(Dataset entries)
*** Block opens ***
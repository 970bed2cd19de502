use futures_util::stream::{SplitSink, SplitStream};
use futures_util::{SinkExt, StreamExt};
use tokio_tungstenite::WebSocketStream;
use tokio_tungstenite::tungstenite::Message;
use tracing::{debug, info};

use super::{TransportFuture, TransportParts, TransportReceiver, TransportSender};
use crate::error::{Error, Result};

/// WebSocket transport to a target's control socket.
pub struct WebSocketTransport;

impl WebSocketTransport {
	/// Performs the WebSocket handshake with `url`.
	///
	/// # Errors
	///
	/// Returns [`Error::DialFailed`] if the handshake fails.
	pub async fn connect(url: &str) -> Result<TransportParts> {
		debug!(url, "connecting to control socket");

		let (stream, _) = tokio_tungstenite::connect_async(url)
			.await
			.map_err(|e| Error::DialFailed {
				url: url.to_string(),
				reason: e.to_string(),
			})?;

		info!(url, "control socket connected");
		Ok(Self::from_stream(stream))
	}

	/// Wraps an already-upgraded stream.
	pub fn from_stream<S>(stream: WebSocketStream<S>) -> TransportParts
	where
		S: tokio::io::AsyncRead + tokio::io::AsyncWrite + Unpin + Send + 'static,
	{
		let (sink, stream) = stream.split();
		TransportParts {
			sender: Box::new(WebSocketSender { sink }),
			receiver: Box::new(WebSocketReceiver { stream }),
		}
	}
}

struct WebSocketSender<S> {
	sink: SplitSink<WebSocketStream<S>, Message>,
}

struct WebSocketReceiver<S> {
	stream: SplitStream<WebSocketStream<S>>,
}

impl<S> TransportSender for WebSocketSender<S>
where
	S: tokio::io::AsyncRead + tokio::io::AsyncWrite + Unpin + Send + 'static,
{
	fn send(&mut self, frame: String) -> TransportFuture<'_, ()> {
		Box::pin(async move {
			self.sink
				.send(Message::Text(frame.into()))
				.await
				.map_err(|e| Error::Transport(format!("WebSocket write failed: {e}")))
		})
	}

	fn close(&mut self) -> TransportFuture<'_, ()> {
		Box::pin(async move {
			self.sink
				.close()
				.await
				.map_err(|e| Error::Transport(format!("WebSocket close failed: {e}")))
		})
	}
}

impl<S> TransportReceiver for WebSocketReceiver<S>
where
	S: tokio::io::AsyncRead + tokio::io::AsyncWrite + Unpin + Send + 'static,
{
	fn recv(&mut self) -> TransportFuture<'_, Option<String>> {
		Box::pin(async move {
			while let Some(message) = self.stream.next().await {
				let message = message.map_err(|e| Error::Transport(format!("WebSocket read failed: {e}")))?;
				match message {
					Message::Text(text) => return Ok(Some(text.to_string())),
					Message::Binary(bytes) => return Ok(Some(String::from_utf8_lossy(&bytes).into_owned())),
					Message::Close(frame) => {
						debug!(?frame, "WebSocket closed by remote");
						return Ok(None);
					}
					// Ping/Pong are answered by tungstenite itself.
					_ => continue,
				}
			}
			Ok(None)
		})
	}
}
*** Block closes ***
INSTRUCTIONS TO FOLLOW
Only an exact transcription of all the records above counts as an answer.

ANSWER TO THIS EXERCISE
repository 970bed2cd19de502
use futures_util::stream::{SplitSink, SplitStream};
use futures_util::{SinkExt, StreamExt};
use tokio_tungstenite::WebSocketStream;
use tokio_tungstenite::tungstenite::Message;
use tracing::{debug, info};

use super::{TransportFuture, TransportParts, TransportReceiver, TransportSender};
use crate::error::{Error, Result};

/// WebSocket transport to a target's control socket.
pub struct WebSocketTransport;

impl WebSocketTransport {
	/// Performs the WebSocket handshake with `url`.
	///
	/// # Errors
	///
	/// Returns [`Error::DialFailed`] if the handshake fails.
	pub async fn connect(url: &str) -> Result<TransportParts> {
		debug!(url, "connecting to control socket");

		let (stream, _) = tokio_tungstenite::connect_async(url)
			.await
			.map_err(|e| Error::DialFailed {
				url: url.to_string(),
				reason: e.to_string(),
			})?;

		info!(url, "control socket connected");
		Ok(Self::from_stream(stream))
	}

	/// Wraps an already-upgraded stream.
	pub fn from_stream<S>(stream: WebSocketStream<S>) -> TransportParts
	where
		S: tokio::io::AsyncRead + tokio::io::AsyncWrite + Unpin + Send + 'static,
	{
		let (sink, stream) = stream.split();
		TransportParts {
			sender: Box::new(WebSocketSender { sink }),
			receiver: Box::new(WebSocketReceiver { stream }),
		}
	}
}

struct WebSocketSender<S> {
	sink: SplitSink<WebSocketStream<S>, Message>,
}

struct WebSocketReceiver<S> {
	stream: SplitStream<WebSocketStream<S>>,
}

impl<S> TransportSender for WebSocketSender<S>
where
	S: tokio::io::AsyncRead + tokio::io::AsyncWrite + Unpin + Send + 'static,
{
	fn send(&mut self, frame: String) -> TransportFuture<'_, ()> {
		Box::pin(async move {
			self.sink
				.send(Message::Text(frame.into()))
				.await
				.map_err(|e| Error::Transport(format!("WebSocket write failed: {e}")))
		})
	}

	fn close(&mut self) -> TransportFuture<'_, ()> {
		Box::pin(async move {
			self.sink
				.close()
				.await
				.map_err(|e| Error::Transport(format!("WebSocket close failed: {e}")))
		})
	}
}

impl<S> TransportReceiver for WebSocketReceiver<S>
where
	S: tokio::io::AsyncRead + tokio::io::AsyncWrite + Unpin + Send + 'static,
{
	fn recv(&mut self) -> TransportFuture<'_, Option<String>> {
		Box::pin(async move {
			while let Some(message) = self.stream.next().await {
				let message = message.map_err(|e| Error::Transport(format!("WebSocket read failed: {e}")))?;
				match message {
					Message::Text(text) => return Ok(Some(text.to_string())),
					Message::Binary(bytes) => return Ok(Some(String::from_utf8_lossy(&bytes).into_owned())),
					Message::Close(frame) => {
						debug!(?frame, "WebSocket closed by remote");
						return Ok(None);
					}
					// Ping/Pong are answered by tungstenite itself.
					_ => continue,
				}
			}
			Ok(None)
		})
	}
}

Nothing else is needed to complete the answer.